Exercise requirements: Below are records; count the lines that contain "PageUp" and state only that count.

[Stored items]
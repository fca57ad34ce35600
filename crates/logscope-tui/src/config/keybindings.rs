use crossterm::event::{KeyCode, KeyEvent, KeyModifiers};
use std::collections::HashMap;

use logscope_client::ClearTarget;

use crate::app::Action;

/// A key combination
#[derive(Clone, Debug, PartialEq, Eq, Hash)]
pub struct KeyBinding {
    pub code: KeyCode,
    pub modifiers: KeyModifiers,
}

impl KeyBinding {
    pub fn new(code: KeyCode) -> Self {
        Self {
            code,
            modifiers: KeyModifiers::NONE,
        }
    }

    pub fn ctrl(code: KeyCode) -> Self {
        Self {
            code,
            modifiers: KeyModifiers::CONTROL,
        }
    }

    pub fn shift(code: KeyCode) -> Self {
        Self {
            code,
            modifiers: KeyModifiers::SHIFT,
        }
    }

    pub fn from_event(event: &KeyEvent) -> Self {
        Self {
            code: event.code,
            modifiers: event.modifiers,
        }
    }
}

/// Context for keybindings
#[derive(Clone, Copy, Debug, PartialEq, Eq, Hash)]
pub enum KeyContext {
    Global,
    LogViewer,
    FilterInput,
    /// A yes/no question is pending
    Confirm,
}

/// Keybinding configuration
pub struct KeyBindings {
    bindings: HashMap<KeyContext, HashMap<KeyBinding, Action>>,
}

impl KeyBindings {
    pub fn new() -> Self {
        let mut bindings = HashMap::new();

        let mut global = HashMap::new();
        global.insert(KeyBinding::new(KeyCode::Char('?')), Action::ToggleHelp);
        global.insert(KeyBinding::new(KeyCode::Esc), Action::DismissError);
        global.insert(KeyBinding::ctrl(KeyCode::Char('c')), Action::Quit);
        global.insert(KeyBinding::new(KeyCode::Char('q')), Action::Quit);
        bindings.insert(KeyContext::Global, global);

        // less-like navigation
        let mut log_viewer = HashMap::new();
        log_viewer.insert(KeyBinding::new(KeyCode::Char('j')), Action::ScrollDown(1));
        log_viewer.insert(KeyBinding::new(KeyCode::Down), Action::ScrollDown(1));
        log_viewer.insert(KeyBinding::new(KeyCode::Char('k')), Action::ScrollUp(1));
        log_viewer.insert(KeyBinding::new(KeyCode::Up), Action::ScrollUp(1));
        log_viewer.insert(KeyBinding::ctrl(KeyCode::Char('f')), Action::PageDown);
        log_viewer.insert(KeyBinding::ctrl(KeyCode::Char('b')), Action::PageUp);
        log_viewer.insert(KeyBinding::ctrl(KeyCode::Char('d')), Action::PageDown);
        log_viewer.insert(KeyBinding::ctrl(KeyCode::Char('u')), Action::PageUp);
        log_viewer.insert(KeyBinding::new(KeyCode::PageDown), Action::PageDown);
        log_viewer.insert(KeyBinding::new(KeyCode::PageUp), Action::PageUp);
        log_viewer.insert(KeyBinding::new(KeyCode::Char('g')), Action::ScrollToTop);
        log_viewer.insert(KeyBinding::shift(KeyCode::Char('G')), Action::ScrollToBottom);
        log_viewer.insert(KeyBinding::new(KeyCode::Home), Action::ScrollToTop);
        log_viewer.insert(KeyBinding::new(KeyCode::End), Action::ScrollToBottom);

        log_viewer.insert(KeyBinding::new(KeyCode::Tab), Action::NextView);
        log_viewer.insert(KeyBinding::shift(KeyCode::BackTab), Action::PrevView);
        log_viewer.insert(KeyBinding::new(KeyCode::BackTab), Action::PrevView);
        log_viewer.insert(KeyBinding::new(KeyCode::Char('p')), Action::TogglePause);
        log_viewer.insert(KeyBinding::new(KeyCode::Char(' ')), Action::TogglePause);
        log_viewer.insert(KeyBinding::new(KeyCode::Char('f')), Action::ToggleAutoScroll);
        log_viewer.insert(KeyBinding::new(KeyCode::Char('t')), Action::ToggleTimestamps);
        log_viewer.insert(KeyBinding::new(KeyCode::Char('s')), Action::ToggleStats);
        log_viewer.insert(KeyBinding::shift(KeyCode::Char('W')), Action::ToggleWatches);

        log_viewer.insert(KeyBinding::new(KeyCode::Char('/')), Action::OpenSearch);
        log_viewer.insert(KeyBinding::new(KeyCode::Char('n')), Action::ClearFilter);
        log_viewer.insert(KeyBinding::new(KeyCode::Char('i')), Action::ToggleCaseSensitive);

        log_viewer.insert(
            KeyBinding::new(KeyCode::Char('c')),
            Action::Clear(ClearTarget::Log),
        );
        log_viewer.insert(
            KeyBinding::new(KeyCode::Char('w')),
            Action::Clear(ClearTarget::Watches),
        );
        log_viewer.insert(
            KeyBinding::new(KeyCode::Char('x')),
            Action::Clear(ClearTarget::All),
        );
        log_viewer.insert(KeyBinding::shift(KeyCode::Char('R')), Action::Reconnect);
        log_viewer.insert(KeyBinding::shift(KeyCode::Char('L')), Action::ReloadSettings);
        bindings.insert(KeyContext::LogViewer, log_viewer);

        let mut confirm = HashMap::new();
        confirm.insert(KeyBinding::new(KeyCode::Char('y')), Action::ConfirmClear);
        confirm.insert(KeyBinding::shift(KeyCode::Char('Y')), Action::ConfirmClear);
        confirm.insert(KeyBinding::new(KeyCode::Enter), Action::ConfirmClear);
        bindings.insert(KeyContext::Confirm, confirm);

        // Filter input bindings (when the quick filter bar is open)
        let mut filter_input = HashMap::new();
        filter_input.insert(KeyBinding::new(KeyCode::Enter), Action::ApplyFilter);
        filter_input.insert(KeyBinding::new(KeyCode::Esc), Action::CloseSearch);
        filter_input.insert(KeyBinding::new(KeyCode::Backspace), Action::SearchBackspace);
        filter_input.insert(KeyBinding::new(KeyCode::Tab), Action::ToggleSearchMode);
        filter_input.insert(KeyBinding::ctrl(KeyCode::Char('u')), Action::SearchClear);
        filter_input.insert(KeyBinding::ctrl(KeyCode::Char('c')), Action::CloseSearch);
        bindings.insert(KeyContext::FilterInput, filter_input);

        Self { bindings }
    }

    /// Look up action for key event in given context
    pub fn get_action(&self, context: KeyContext, key: &KeyEvent) -> Option<Action> {
        let binding = KeyBinding::from_event(key);

        if let Some(action) = self
            .bindings
            .get(&context)
            .and_then(|context_bindings| context_bindings.get(&binding))
        {
            return Some(action.clone());
        }

        self.bindings
            .get(&KeyContext::Global)?
            .get(&binding)
            .cloned()
    }

    /// Answer a pending question; any key other than a yes cancels it
    pub fn get_confirm_action(&self, key: &KeyEvent) -> Action {
        self.bindings
            .get(&KeyContext::Confirm)
            .and_then(|confirm| confirm.get(&KeyBinding::from_event(key)))
            .cloned()
            .unwrap_or(Action::CancelClear)
    }

    /// Handle key event in filter input mode
    ///
    /// Plain characters become `SearchInput`; global bindings do not apply.
    pub fn get_filter_input_action(&self, key: &KeyEvent) -> Option<Action> {
        let binding = KeyBinding::from_event(key);

        if let Some(action) = self
            .bindings
            .get(&KeyContext::FilterInput)
            .and_then(|filter_bindings| filter_bindings.get(&binding))
        {
            return Some(action.clone());
        }

        if let KeyCode::Char(c) = key.code
            && (key.modifiers.is_empty() || key.modifiers == KeyModifiers::SHIFT)
        {
            return Some(Action::SearchInput(c));
        }

        None
    }
}

impl Default for KeyBindings {
    fn default() -> Self {
        Self::new()
    }
}

#[cfg(test)]
mod tests {
    use super::*;

    fn key(code: KeyCode, modifiers: KeyModifiers) -> KeyEvent {
        KeyEvent::new(code, modifiers)
    }

    #[test]
    fn test_log_viewer_falls_back_to_global() {
        let bindings = KeyBindings::new();
        assert_eq!(
            bindings.get_action(KeyContext::LogViewer, &key(KeyCode::Char('j'), KeyModifiers::NONE)),
            Some(Action::ScrollDown(1))
        );
        assert_eq!(
            bindings.get_action(KeyContext::LogViewer, &key(KeyCode::Char('q'), KeyModifiers::NONE)),
            Some(Action::Quit)
        );
        assert_eq!(
            bindings.get_action(KeyContext::LogViewer, &key(KeyCode::Char('z'), KeyModifiers::NONE)),
            None
        );
    }

    #[test]
    fn test_clear_and_reconnect_keys() {
        let bindings = KeyBindings::new();
        let ctx = KeyContext::LogViewer;
        assert_eq!(
            bindings.get_action(ctx, &key(KeyCode::Char('c'), KeyModifiers::NONE)),
            Some(Action::Clear(ClearTarget::Log))
        );
        assert_eq!(
            bindings.get_action(ctx, &key(KeyCode::Char('w'), KeyModifiers::NONE)),
            Some(Action::Clear(ClearTarget::Watches))
        );
        assert_eq!(
            bindings.get_action(ctx, &key(KeyCode::Char('x'), KeyModifiers::NONE)),
            Some(Action::Clear(ClearTarget::All))
        );
        assert_eq!(
            bindings.get_action(ctx, &key(KeyCode::Char('R'), KeyModifiers::SHIFT)),
            Some(Action::Reconnect)
        );
    }

    #[test]
    fn test_confirm_answers() {
        let bindings = KeyBindings::new();
        assert_eq!(
            bindings.get_confirm_action(&key(KeyCode::Char('y'), KeyModifiers::NONE)),
            Action::ConfirmClear
        );
        assert_eq!(
            bindings.get_confirm_action(&key(KeyCode::Enter, KeyModifiers::NONE)),
            Action::ConfirmClear
        );
        // A second 'c' does not confirm its own request
        assert_eq!(
            bindings.get_confirm_action(&key(KeyCode::Char('c'), KeyModifiers::NONE)),
            Action::CancelClear
        );
        assert_eq!(
            bindings.get_confirm_action(&key(KeyCode::Esc, KeyModifiers::NONE)),
            Action::CancelClear
        );
        assert_eq!(
            bindings.get_action(
                KeyContext::LogViewer,
                &key(KeyCode::Char('L'), KeyModifiers::SHIFT)
            ),
            Some(Action::ReloadSettings)
        );
    }

    #[test]
    fn test_filter_input_captures_characters() {
        let bindings = KeyBindings::new();
        // 'q' types instead of quitting while the filter bar is open
        assert_eq!(
            bindings.get_filter_input_action(&key(KeyCode::Char('q'), KeyModifiers::NONE)),
            Some(Action::SearchInput('q'))
        );
        assert_eq!(
            bindings.get_filter_input_action(&key(KeyCode::Char('E'), KeyModifiers::SHIFT)),
            Some(Action::SearchInput('E'))
        );
        assert_eq!(
            bindings.get_filter_input_action(&key(KeyCode::Enter, KeyModifiers::NONE)),
            Some(Action::ApplyFilter)
        );
        assert_eq!(
            bindings.get_filter_input_action(&key(KeyCode::Char('x'), KeyModifiers::ALT)),
            None
        );
    }
}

Answer area: 3